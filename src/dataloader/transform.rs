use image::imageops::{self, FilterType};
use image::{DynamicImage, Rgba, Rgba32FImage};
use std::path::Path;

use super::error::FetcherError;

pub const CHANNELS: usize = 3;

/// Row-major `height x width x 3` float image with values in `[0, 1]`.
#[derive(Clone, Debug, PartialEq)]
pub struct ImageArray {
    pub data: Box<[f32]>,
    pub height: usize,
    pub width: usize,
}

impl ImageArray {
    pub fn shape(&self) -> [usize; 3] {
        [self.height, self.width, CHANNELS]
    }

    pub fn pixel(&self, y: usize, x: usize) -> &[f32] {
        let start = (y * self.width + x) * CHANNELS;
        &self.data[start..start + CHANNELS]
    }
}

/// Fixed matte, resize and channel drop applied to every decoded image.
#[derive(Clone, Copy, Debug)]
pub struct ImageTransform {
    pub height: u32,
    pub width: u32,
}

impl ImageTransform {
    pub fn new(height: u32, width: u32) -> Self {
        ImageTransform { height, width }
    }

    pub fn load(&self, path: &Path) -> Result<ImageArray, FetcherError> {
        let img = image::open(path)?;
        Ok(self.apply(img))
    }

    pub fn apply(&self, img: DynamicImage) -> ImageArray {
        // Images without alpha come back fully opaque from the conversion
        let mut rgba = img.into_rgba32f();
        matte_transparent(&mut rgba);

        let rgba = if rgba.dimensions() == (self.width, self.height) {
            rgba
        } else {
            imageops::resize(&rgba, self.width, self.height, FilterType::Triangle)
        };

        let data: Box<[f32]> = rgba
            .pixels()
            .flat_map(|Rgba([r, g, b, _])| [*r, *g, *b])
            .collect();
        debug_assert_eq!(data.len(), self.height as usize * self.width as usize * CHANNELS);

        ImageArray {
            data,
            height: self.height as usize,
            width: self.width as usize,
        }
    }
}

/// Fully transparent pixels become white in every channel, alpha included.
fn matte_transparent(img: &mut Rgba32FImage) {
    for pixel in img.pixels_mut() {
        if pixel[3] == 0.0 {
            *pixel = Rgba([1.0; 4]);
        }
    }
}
...
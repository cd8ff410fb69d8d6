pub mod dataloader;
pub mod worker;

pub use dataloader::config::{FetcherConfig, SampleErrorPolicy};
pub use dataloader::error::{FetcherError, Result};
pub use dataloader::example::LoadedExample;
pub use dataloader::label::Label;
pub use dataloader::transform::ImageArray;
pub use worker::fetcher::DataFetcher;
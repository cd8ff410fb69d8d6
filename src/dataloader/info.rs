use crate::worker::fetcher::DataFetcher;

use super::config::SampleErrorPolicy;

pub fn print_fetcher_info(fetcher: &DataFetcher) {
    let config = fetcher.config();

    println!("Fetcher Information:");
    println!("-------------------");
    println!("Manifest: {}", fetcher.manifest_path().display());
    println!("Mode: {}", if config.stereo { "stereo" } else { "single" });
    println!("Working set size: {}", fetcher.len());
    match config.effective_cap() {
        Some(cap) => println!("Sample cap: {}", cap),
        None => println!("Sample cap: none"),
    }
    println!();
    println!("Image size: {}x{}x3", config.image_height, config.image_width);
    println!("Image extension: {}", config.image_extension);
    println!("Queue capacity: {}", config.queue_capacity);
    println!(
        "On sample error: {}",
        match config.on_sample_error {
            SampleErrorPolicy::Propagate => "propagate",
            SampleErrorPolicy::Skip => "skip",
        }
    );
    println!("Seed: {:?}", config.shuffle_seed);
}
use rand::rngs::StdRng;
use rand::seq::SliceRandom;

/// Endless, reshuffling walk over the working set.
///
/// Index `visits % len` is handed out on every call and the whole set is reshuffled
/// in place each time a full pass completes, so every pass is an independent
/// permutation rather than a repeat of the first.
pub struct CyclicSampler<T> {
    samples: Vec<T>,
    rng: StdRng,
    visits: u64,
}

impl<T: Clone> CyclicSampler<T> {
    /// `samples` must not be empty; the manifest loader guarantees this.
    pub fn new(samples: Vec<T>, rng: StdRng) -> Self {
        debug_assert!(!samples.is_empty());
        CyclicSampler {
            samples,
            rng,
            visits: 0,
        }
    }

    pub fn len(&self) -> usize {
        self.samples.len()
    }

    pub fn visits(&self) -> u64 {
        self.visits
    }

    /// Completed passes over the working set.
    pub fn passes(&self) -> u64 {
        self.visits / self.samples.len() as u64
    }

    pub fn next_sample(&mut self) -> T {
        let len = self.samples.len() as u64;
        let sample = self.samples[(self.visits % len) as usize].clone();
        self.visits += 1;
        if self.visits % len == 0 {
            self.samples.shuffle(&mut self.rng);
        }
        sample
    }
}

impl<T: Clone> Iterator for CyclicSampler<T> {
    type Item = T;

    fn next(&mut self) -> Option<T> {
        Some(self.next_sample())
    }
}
--
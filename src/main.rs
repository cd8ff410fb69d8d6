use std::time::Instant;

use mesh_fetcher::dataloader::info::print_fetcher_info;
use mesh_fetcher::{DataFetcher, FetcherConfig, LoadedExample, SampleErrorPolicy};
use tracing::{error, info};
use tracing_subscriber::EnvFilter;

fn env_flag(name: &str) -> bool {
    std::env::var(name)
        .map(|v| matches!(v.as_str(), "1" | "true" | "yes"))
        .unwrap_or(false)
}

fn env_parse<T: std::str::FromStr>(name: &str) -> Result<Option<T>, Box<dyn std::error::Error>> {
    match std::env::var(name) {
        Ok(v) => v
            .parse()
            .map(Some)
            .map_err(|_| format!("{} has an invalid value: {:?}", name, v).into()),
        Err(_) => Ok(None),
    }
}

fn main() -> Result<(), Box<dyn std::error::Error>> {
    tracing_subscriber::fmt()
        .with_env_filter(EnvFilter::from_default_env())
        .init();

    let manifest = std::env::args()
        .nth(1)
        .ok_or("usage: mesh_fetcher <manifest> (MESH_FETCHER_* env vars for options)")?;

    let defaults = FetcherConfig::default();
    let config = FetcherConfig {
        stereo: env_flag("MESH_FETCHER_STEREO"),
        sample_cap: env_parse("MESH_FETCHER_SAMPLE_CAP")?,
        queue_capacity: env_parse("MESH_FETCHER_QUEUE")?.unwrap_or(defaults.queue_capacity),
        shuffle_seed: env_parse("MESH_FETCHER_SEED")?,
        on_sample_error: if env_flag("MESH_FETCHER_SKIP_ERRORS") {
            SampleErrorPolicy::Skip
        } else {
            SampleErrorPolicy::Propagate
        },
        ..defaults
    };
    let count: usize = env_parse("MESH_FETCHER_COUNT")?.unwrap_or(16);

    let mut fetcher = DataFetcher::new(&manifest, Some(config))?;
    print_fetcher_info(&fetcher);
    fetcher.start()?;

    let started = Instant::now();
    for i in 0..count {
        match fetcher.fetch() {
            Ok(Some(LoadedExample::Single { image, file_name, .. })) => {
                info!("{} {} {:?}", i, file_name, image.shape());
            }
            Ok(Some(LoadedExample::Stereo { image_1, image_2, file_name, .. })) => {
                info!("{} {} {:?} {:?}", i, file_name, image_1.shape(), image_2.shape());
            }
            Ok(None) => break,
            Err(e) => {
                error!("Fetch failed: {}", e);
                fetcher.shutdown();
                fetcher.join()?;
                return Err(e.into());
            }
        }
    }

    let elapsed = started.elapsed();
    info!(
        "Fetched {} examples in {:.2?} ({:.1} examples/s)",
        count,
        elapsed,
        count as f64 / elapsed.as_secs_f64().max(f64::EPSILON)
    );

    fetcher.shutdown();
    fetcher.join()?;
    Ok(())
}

▶ _YOUR ASSIGNMENT_
Bring together all lines from the listing that contain the word "imageops".

▶ _WORKED SOLUTION_
use image::imageops::{self, FilterType};
            imageops::resize(&rgba, self.width, self.height, FilterType::Triangle)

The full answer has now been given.